* Directions
For the word "value", copy every line of the material that includes it.

--- Data extract ---

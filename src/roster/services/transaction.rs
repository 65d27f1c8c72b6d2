//! Transaction orchestration: one atomic unit of work per lifecycle call.

use super::error::{AbortCause, RosterError, RosterResult};
use crate::config::TransactionConfig;
use crate::roster::{
    domain::{EmailAddress, Task, TaskId, User, UserId},
    ports::{EntityStore, StoreTransaction, TransactionGrant},
};
use chrono::{DateTime, TimeDelta, Utc};
use mockable::Clock;
use std::sync::Arc;
use std::time::Duration;
use tracing::{debug, warn};

#[derive(Debug, Clone, Copy)]
pub(crate) struct Deadline {
    expires_at: DateTime<Utc>,
    budget: Duration,
}

impl Deadline {
    pub(crate) fn starting_at(started_at: DateTime<Utc>, budget: Duration) -> Option<Self> {
        let delta = TimeDelta::from_std(budget).unwrap_or(TimeDelta::MAX);
        started_at
            .checked_add_signed(delta)
            .map(|expires_at| Self { expires_at, budget })
    }
}

/// Context handle for one open unit of work.
///
/// Every store access first checks the unit's deadline, so a unit that runs
/// too long aborts at its next read or write and the whole transaction rolls
/// back. Missing records surface as the matching not-found error. Writes are
/// crate-internal so that only the association rules touch cross-references.
pub(crate) struct UnitOfWork<'tx> {
    tx: &'tx mut dyn StoreTransaction,
    clock: &'tx dyn Clock,
    deadline: Option<Deadline>,
    writes: usize,
}

impl<'tx> UnitOfWork<'tx> {
    pub(crate) fn new(
        tx: &'tx mut dyn StoreTransaction,
        clock: &'tx dyn Clock,
        deadline: Option<Deadline>,
    ) -> Self {
        Self {
            tx,
            clock,
            deadline,
            writes: 0,
        }
    }

    /// Fails once the unit of work has outlived its deadline.
    ///
    /// # Errors
    ///
    /// Returns [`RosterError::TransactionAborted`] with
    /// [`AbortCause::DeadlineExceeded`] after the deadline.
    pub fn ensure_active(&self) -> RosterResult<()> {
        match self.deadline {
            Some(deadline) if self.clock.utc() > deadline.expires_at => Err(
                RosterError::TransactionAborted(AbortCause::DeadlineExceeded(deadline.budget)),
            ),
            _ => Ok(()),
        }
    }

    /// Number of records written or removed so far.
    #[must_use]
    pub const fn writes(&self) -> usize {
        self.writes
    }

    /// Loads a task.
    ///
    /// # Errors
    ///
    /// Returns [`RosterError::TaskNotFound`] when the task does not exist.
    pub fn load_task(&mut self, id: TaskId) -> RosterResult<Task> {
        self.ensure_active()?;
        self.tx.get_task(id)?.ok_or(RosterError::TaskNotFound(id))
    }

    /// Loads a user.
    ///
    /// # Errors
    ///
    /// Returns [`RosterError::UserNotFound`] when the user does not exist.
    pub fn load_user(&mut self, id: UserId) -> RosterResult<User> {
        self.ensure_active()?;
        self.tx.get_user(id)?.ok_or(RosterError::UserNotFound(id))
    }

    /// Finds the user holding `email`.
    ///
    /// # Errors
    ///
    /// Returns [`RosterError::TransactionAborted`] on store failure.
    pub fn find_user_by_email(&mut self, email: &EmailAddress) -> RosterResult<Option<User>> {
        self.ensure_active()?;
        Ok(self.tx.find_user_by_email(email)?)
    }

    /// Returns every task assigned to `user`.
    ///
    /// # Errors
    ///
    /// Returns [`RosterError::TransactionAborted`] on store failure.
    pub fn tasks_assigned_to(&mut self, user: UserId) -> RosterResult<Vec<Task>> {
        self.ensure_active()?;
        Ok(self.tx.find_tasks_by_assignee(user)?)
    }

    /// Writes a task.
    ///
    /// # Errors
    ///
    /// Returns [`RosterError::TransactionAborted`] on store failure.
    pub(crate) fn save_task(&mut self, task: &Task) -> RosterResult<()> {
        self.ensure_active()?;
        self.tx.put_task(task)?;
        self.writes += 1;
        Ok(())
    }

    /// Writes a user.
    ///
    /// # Errors
    ///
    /// Returns [`RosterError::DuplicateEmail`] when the store's uniqueness
    /// constraint rejects the email, or [`RosterError::TransactionAborted`]
    /// on store failure.
    pub(crate) fn save_user(&mut self, user: &User) -> RosterResult<()> {
        self.ensure_active()?;
        self.tx.put_user(user)?;
        self.writes += 1;
        Ok(())
    }

    /// Removes a task.
    ///
    /// # Errors
    ///
    /// Returns [`RosterError::TransactionAborted`] on store failure.
    pub(crate) fn remove_task(&mut self, id: TaskId) -> RosterResult<()> {
        self.ensure_active()?;
        self.tx.delete_task(id)?;
        self.writes += 1;
        Ok(())
    }

    /// Removes a user.
    ///
    /// # Errors
    ///
    /// Returns [`RosterError::TransactionAborted`] on store failure.
    pub(crate) fn remove_user(&mut self, id: UserId) -> RosterResult<()> {
        self.ensure_active()?;
        self.tx.delete_user(id)?;
        self.writes += 1;
        Ok(())
    }
}

/// Runs units of work atomically against an [`EntityStore`].
///
/// Each lifecycle operation makes exactly one atomic run; units of work
/// never nest. Sharing one orchestrator lets several services use the same
/// store, clock, and deadline settings.
///
/// Units of work are run by the lifecycle services only:
///
/// ```compile_fail
/// use std::sync::Arc;
///
/// use mockable::DefaultClock;
/// use tasklink::config::TransactionConfig;
/// use tasklink::roster::{
///     adapters::memory::InMemoryEntityStore, services::TransactionOrchestrator,
/// };
///
/// let orchestrator = TransactionOrchestrator::new(
///     Arc::new(InMemoryEntityStore::new()),
///     Arc::new(DefaultClock),
///     TransactionConfig::default(),
/// );
/// let _pending = orchestrator.run_atomic("detached", |_unit| Ok(()));
/// ```
pub struct TransactionOrchestrator<S, C>
where
    S: EntityStore,
    C: Clock + Send + Sync + 'static,
{
    store: Arc<S>,
    clock: Arc<C>,
    config: TransactionConfig,
}

impl<S, C> Clone for TransactionOrchestrator<S, C>
where
    S: EntityStore,
    C: Clock + Send + Sync + 'static,
{
    fn clone(&self) -> Self {
        Self {
            store: Arc::clone(&self.store),
            clock: Arc::clone(&self.clock),
            config: self.config,
        }
    }
}

impl<S, C> TransactionOrchestrator<S, C>
where
    S: EntityStore,
    C: Clock + Send + Sync + 'static,
{
    /// Creates an orchestrator over the given store and clock.
    #[must_use]
    pub const fn new(store: Arc<S>, clock: Arc<C>, config: TransactionConfig) -> Self {
        Self {
            store,
            clock,
            config,
        }
    }

    /// Returns the underlying store for committed-state reads.
    #[must_use]
    pub fn store(&self) -> &S {
        &self.store
    }

    /// Returns the clock shared with units of work.
    #[must_use]
    pub fn clock(&self) -> &C {
        &self.clock
    }

    /// Executes `work` in one transaction.
    ///
    /// All writes become visible together when `work` succeeds. When `work`
    /// fails, runs past its deadline, or the commit is rejected, no write is
    /// kept.
    ///
    /// # Errors
    ///
    /// Returns the domain error raised by `work` unchanged, or
    /// [`RosterError::TransactionAborted`] for store failures and deadline
    /// expiry.
    pub(crate) async fn run_atomic<T, F>(&self, operation: &'static str, work: F) -> RosterResult<T>
    where
        F: FnOnce(&mut UnitOfWork<'_>) -> RosterResult<T> + Send + 'static,
        T: Send + 'static,
    {
        let clock = Arc::clone(&self.clock);
        let deadline = self
            .config
            .timeout
            .and_then(|budget| Deadline::starting_at(clock.utc(), budget));

        debug!(operation, "beginning unit of work");
        let outcome = self
            .store
            .with_transaction(TransactionGrant::issue(), move |tx| {
                let mut unit = UnitOfWork::new(tx, &*clock, deadline);
                let value = work(&mut unit)?;
                unit.ensure_active()?;
                Ok::<_, RosterError>((value, unit.writes()))
            })
            .await;

        match outcome {
            Ok((value, writes)) => {
                debug!(operation, writes, "unit of work committed");
                Ok(value)
            }
            Err(err) => {
                warn!(operation, error = %err, "unit of work rolled back");
                Err(err)
            }
        }
    }
}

---

* Answer to this problem
                let value = work(&mut unit)?;
                Ok::<_, RosterError>((value, unit.writes()))
            Ok((value, writes)) => {
                Ok(value)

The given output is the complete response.